Work order | Please give back, word for word, only the lines starting at the one containing "on one connection" and ending at the one containing "State::ExecutedQuery | State::ExecutedPreparedQuery" within the material below.

Supplied information START

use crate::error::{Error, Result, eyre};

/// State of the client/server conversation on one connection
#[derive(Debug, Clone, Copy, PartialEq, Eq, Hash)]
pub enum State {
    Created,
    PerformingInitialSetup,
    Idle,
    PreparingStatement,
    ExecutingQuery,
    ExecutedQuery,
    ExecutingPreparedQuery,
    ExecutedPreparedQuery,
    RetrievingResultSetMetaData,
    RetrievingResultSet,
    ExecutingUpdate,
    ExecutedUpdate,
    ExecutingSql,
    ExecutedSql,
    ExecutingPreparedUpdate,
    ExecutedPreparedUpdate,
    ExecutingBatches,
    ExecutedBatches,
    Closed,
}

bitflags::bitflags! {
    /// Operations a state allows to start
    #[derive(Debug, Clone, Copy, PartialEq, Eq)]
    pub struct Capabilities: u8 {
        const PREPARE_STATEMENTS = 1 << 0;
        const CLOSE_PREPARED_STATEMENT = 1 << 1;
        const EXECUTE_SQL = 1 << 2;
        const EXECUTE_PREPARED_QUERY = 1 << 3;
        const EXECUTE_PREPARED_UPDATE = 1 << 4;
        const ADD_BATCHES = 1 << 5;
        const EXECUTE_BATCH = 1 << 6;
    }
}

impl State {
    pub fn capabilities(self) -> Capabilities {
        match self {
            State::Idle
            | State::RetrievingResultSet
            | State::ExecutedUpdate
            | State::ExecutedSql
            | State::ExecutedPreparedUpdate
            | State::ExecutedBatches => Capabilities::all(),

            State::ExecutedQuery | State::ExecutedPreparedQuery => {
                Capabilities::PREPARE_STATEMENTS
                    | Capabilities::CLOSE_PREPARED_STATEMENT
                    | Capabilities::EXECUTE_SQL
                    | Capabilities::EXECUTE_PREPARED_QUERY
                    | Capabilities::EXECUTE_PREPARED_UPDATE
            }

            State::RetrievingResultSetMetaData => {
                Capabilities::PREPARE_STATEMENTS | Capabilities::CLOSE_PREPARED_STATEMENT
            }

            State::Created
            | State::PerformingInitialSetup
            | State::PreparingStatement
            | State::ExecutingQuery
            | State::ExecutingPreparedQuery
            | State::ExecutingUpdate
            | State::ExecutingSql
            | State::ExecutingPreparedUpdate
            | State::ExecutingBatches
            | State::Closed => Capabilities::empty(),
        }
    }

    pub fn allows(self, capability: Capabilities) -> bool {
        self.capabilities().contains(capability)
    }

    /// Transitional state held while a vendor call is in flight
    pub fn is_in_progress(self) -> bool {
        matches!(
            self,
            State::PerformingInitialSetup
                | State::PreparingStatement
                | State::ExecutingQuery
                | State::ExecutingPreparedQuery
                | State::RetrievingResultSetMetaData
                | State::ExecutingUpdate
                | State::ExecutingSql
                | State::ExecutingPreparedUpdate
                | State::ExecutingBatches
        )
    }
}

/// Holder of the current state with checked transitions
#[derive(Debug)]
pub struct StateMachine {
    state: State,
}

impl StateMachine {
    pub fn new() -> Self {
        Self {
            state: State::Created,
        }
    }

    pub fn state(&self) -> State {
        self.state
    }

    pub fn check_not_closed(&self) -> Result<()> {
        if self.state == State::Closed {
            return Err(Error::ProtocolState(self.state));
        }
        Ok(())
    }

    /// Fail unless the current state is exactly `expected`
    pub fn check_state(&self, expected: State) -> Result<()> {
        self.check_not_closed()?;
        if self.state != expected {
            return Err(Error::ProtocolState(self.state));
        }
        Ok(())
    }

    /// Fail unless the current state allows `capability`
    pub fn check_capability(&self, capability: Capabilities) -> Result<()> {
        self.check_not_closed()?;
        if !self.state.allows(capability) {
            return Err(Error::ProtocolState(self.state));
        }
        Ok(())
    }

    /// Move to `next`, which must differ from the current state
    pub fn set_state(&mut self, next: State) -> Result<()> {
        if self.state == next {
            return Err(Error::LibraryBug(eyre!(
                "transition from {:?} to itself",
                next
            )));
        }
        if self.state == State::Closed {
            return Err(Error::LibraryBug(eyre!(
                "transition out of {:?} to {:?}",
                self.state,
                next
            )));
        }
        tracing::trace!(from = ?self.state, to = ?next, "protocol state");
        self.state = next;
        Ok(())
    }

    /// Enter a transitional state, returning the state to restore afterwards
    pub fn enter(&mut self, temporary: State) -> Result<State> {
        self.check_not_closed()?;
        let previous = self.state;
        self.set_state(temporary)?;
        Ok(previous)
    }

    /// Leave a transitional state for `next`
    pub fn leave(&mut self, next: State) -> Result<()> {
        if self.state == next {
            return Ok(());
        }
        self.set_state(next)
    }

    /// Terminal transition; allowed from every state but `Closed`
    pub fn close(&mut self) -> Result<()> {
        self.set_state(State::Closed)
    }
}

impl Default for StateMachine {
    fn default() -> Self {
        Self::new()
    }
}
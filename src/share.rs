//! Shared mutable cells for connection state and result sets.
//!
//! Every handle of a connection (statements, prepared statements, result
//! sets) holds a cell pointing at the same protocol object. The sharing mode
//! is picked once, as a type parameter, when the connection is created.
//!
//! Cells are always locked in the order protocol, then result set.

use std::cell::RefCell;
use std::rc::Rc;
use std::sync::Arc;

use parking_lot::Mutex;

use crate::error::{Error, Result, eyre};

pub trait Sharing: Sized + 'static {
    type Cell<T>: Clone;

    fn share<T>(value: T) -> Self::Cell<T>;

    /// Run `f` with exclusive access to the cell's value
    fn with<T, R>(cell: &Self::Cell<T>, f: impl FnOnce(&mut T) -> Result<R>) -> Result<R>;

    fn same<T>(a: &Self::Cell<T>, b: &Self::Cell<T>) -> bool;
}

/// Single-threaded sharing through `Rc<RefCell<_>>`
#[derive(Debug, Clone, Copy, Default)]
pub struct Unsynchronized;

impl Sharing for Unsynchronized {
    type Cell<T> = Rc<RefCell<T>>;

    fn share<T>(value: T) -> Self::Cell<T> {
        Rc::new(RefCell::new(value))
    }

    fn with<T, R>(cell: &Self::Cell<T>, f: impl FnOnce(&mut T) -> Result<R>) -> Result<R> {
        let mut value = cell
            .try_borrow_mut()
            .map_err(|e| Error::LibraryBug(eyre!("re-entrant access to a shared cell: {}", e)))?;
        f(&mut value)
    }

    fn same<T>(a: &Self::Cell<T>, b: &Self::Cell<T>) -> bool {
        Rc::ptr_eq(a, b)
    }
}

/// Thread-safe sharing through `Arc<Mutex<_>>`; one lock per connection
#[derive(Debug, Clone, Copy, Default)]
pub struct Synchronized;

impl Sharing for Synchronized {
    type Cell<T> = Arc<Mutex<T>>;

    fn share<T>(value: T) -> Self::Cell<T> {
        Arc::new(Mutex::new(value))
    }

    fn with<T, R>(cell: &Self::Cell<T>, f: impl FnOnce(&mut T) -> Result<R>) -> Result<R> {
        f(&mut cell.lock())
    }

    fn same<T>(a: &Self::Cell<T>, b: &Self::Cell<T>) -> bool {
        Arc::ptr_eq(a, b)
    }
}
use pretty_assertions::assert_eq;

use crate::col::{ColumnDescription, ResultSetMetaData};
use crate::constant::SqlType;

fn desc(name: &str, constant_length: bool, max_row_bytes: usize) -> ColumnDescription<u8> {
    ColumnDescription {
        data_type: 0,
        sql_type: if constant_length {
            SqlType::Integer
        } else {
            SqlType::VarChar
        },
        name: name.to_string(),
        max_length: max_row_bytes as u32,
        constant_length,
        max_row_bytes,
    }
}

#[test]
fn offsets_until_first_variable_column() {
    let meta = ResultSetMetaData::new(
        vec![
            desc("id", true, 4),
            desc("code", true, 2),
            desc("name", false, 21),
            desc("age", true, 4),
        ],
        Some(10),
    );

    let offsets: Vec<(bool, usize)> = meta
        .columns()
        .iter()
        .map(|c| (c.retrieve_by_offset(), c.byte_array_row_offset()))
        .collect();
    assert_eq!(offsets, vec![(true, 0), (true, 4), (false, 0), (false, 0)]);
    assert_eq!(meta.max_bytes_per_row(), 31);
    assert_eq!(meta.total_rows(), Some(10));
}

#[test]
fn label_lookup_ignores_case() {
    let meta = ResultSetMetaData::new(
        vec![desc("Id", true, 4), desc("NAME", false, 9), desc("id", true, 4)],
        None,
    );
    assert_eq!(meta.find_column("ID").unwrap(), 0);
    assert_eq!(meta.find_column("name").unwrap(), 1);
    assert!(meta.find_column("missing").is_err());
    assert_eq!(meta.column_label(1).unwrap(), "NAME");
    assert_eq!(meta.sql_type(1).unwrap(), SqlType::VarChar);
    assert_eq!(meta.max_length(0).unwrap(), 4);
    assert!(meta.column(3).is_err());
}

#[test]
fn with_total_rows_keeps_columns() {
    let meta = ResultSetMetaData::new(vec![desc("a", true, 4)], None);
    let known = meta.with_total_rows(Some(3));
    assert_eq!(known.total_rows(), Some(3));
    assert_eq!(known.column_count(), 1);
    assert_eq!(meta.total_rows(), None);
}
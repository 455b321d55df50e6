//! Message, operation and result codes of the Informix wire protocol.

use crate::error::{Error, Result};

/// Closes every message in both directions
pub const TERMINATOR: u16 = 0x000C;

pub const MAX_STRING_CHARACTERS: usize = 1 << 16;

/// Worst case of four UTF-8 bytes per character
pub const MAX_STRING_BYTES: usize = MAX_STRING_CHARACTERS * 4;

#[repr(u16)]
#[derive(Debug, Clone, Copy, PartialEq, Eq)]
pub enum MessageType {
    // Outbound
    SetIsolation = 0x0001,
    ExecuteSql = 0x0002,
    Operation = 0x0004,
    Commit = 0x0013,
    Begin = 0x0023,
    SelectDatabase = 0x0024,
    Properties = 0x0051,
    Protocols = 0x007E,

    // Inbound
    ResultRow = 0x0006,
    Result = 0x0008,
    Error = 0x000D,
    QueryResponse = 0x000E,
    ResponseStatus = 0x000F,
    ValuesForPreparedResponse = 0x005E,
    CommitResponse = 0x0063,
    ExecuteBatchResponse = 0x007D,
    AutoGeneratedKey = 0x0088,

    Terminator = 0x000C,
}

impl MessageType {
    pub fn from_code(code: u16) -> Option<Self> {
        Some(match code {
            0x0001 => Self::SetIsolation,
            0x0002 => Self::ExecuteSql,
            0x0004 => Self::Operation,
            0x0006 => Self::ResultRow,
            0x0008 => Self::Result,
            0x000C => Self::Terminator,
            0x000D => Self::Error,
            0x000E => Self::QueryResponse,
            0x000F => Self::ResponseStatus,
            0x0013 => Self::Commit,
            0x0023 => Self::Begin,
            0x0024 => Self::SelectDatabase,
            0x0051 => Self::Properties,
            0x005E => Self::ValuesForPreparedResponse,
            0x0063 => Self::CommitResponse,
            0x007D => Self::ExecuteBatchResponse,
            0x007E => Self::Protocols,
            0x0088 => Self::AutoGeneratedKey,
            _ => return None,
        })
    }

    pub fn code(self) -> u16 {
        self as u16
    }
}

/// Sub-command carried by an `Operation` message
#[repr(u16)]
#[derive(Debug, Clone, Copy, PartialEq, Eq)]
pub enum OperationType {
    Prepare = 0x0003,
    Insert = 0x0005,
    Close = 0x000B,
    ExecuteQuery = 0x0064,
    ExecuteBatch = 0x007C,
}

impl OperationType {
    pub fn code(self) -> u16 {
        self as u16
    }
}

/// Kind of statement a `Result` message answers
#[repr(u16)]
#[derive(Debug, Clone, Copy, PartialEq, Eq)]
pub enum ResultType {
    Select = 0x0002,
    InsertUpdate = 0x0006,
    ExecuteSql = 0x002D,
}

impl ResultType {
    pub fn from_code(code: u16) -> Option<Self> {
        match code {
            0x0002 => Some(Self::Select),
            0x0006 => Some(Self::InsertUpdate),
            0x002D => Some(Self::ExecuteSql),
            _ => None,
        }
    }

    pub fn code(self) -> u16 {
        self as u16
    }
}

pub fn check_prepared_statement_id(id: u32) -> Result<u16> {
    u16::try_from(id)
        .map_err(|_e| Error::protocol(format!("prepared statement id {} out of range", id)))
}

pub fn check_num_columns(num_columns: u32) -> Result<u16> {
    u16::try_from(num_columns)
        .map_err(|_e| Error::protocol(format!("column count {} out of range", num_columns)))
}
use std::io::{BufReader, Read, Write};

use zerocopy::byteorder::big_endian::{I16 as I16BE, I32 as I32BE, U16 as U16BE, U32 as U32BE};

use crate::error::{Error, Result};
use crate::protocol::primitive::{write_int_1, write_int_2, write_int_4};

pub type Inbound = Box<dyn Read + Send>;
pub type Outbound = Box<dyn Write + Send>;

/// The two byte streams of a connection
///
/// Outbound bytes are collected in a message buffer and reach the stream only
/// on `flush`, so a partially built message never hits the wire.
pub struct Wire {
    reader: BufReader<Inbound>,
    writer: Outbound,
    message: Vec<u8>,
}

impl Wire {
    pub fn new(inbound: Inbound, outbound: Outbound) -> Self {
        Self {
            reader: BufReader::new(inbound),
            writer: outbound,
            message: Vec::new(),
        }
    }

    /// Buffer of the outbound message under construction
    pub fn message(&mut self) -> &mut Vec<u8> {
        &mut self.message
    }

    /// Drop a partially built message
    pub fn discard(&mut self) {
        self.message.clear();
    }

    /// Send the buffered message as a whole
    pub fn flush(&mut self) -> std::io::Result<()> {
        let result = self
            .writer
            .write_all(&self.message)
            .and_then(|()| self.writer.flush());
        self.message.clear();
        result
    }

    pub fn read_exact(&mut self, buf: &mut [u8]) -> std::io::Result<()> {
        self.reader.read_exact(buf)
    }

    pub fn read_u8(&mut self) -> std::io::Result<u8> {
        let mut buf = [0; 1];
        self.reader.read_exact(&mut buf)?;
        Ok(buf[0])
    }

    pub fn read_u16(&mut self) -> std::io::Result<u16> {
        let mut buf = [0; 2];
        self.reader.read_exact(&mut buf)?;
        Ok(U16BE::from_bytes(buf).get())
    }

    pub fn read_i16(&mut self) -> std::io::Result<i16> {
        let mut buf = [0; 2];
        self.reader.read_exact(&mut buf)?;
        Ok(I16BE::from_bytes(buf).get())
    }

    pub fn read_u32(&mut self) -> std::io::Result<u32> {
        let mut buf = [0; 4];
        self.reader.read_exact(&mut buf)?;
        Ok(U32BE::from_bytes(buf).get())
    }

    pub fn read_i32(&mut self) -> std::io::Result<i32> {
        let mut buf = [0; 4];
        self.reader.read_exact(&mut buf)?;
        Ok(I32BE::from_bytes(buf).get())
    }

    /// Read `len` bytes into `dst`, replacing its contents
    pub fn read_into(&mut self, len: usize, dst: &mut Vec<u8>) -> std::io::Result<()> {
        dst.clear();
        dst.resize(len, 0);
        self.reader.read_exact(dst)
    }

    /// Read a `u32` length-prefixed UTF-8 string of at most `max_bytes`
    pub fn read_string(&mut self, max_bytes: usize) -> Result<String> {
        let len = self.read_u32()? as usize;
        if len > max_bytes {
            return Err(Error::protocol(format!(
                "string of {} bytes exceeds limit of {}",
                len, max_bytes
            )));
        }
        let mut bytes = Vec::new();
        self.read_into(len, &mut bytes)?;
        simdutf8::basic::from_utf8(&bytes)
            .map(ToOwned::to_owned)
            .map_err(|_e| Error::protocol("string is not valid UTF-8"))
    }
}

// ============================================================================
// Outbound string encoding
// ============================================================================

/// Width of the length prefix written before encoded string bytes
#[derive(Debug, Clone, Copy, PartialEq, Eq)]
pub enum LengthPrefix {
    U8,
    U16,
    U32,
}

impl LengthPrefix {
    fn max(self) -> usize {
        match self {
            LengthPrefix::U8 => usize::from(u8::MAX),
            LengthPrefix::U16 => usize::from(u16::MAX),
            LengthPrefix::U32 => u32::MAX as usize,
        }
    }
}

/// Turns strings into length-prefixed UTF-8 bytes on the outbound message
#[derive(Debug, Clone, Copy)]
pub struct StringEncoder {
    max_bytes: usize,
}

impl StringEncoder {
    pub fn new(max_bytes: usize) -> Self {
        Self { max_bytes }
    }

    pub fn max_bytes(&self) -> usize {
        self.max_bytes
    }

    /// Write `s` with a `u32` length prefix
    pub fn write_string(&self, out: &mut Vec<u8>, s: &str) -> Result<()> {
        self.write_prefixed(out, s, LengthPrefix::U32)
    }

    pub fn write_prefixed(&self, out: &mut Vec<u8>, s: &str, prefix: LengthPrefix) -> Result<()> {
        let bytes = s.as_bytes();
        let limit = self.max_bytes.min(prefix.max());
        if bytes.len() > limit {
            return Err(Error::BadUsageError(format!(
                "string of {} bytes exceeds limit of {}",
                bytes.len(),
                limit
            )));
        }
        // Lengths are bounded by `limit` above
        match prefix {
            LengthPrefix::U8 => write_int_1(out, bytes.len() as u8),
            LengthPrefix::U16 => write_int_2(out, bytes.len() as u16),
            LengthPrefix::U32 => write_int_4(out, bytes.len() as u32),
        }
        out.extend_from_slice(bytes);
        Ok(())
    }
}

Supplied information END

Result below |
/// State of the client/server conversation on one connection
#[derive(Debug, Clone, Copy, PartialEq, Eq, Hash)]
pub enum State {
    Created,
    PerformingInitialSetup,
    Idle,
    PreparingStatement,
    ExecutingQuery,
    ExecutedQuery,
    ExecutingPreparedQuery,
    ExecutedPreparedQuery,
    RetrievingResultSetMetaData,
    RetrievingResultSet,
    ExecutingUpdate,
    ExecutedUpdate,
    ExecutingSql,
    ExecutedSql,
    ExecutingPreparedUpdate,
    ExecutedPreparedUpdate,
    ExecutingBatches,
    ExecutedBatches,
    Closed,
}

bitflags::bitflags! {
    /// Operations a state allows to start
    #[derive(Debug, Clone, Copy, PartialEq, Eq)]
    pub struct Capabilities: u8 {
        const PREPARE_STATEMENTS = 1 << 0;
        const CLOSE_PREPARED_STATEMENT = 1 << 1;
        const EXECUTE_SQL = 1 << 2;
        const EXECUTE_PREPARED_QUERY = 1 << 3;
        const EXECUTE_PREPARED_UPDATE = 1 << 4;
        const ADD_BATCHES = 1 << 5;
        const EXECUTE_BATCH = 1 << 6;
    }
}

impl State {
    pub fn capabilities(self) -> Capabilities {
        match self {
            State::Idle
            | State::RetrievingResultSet
            | State::ExecutedUpdate
            | State::ExecutedSql
            | State::ExecutedPreparedUpdate
            | State::ExecutedBatches => Capabilities::all(),

            State::ExecutedQuery | State::ExecutedPreparedQuery => {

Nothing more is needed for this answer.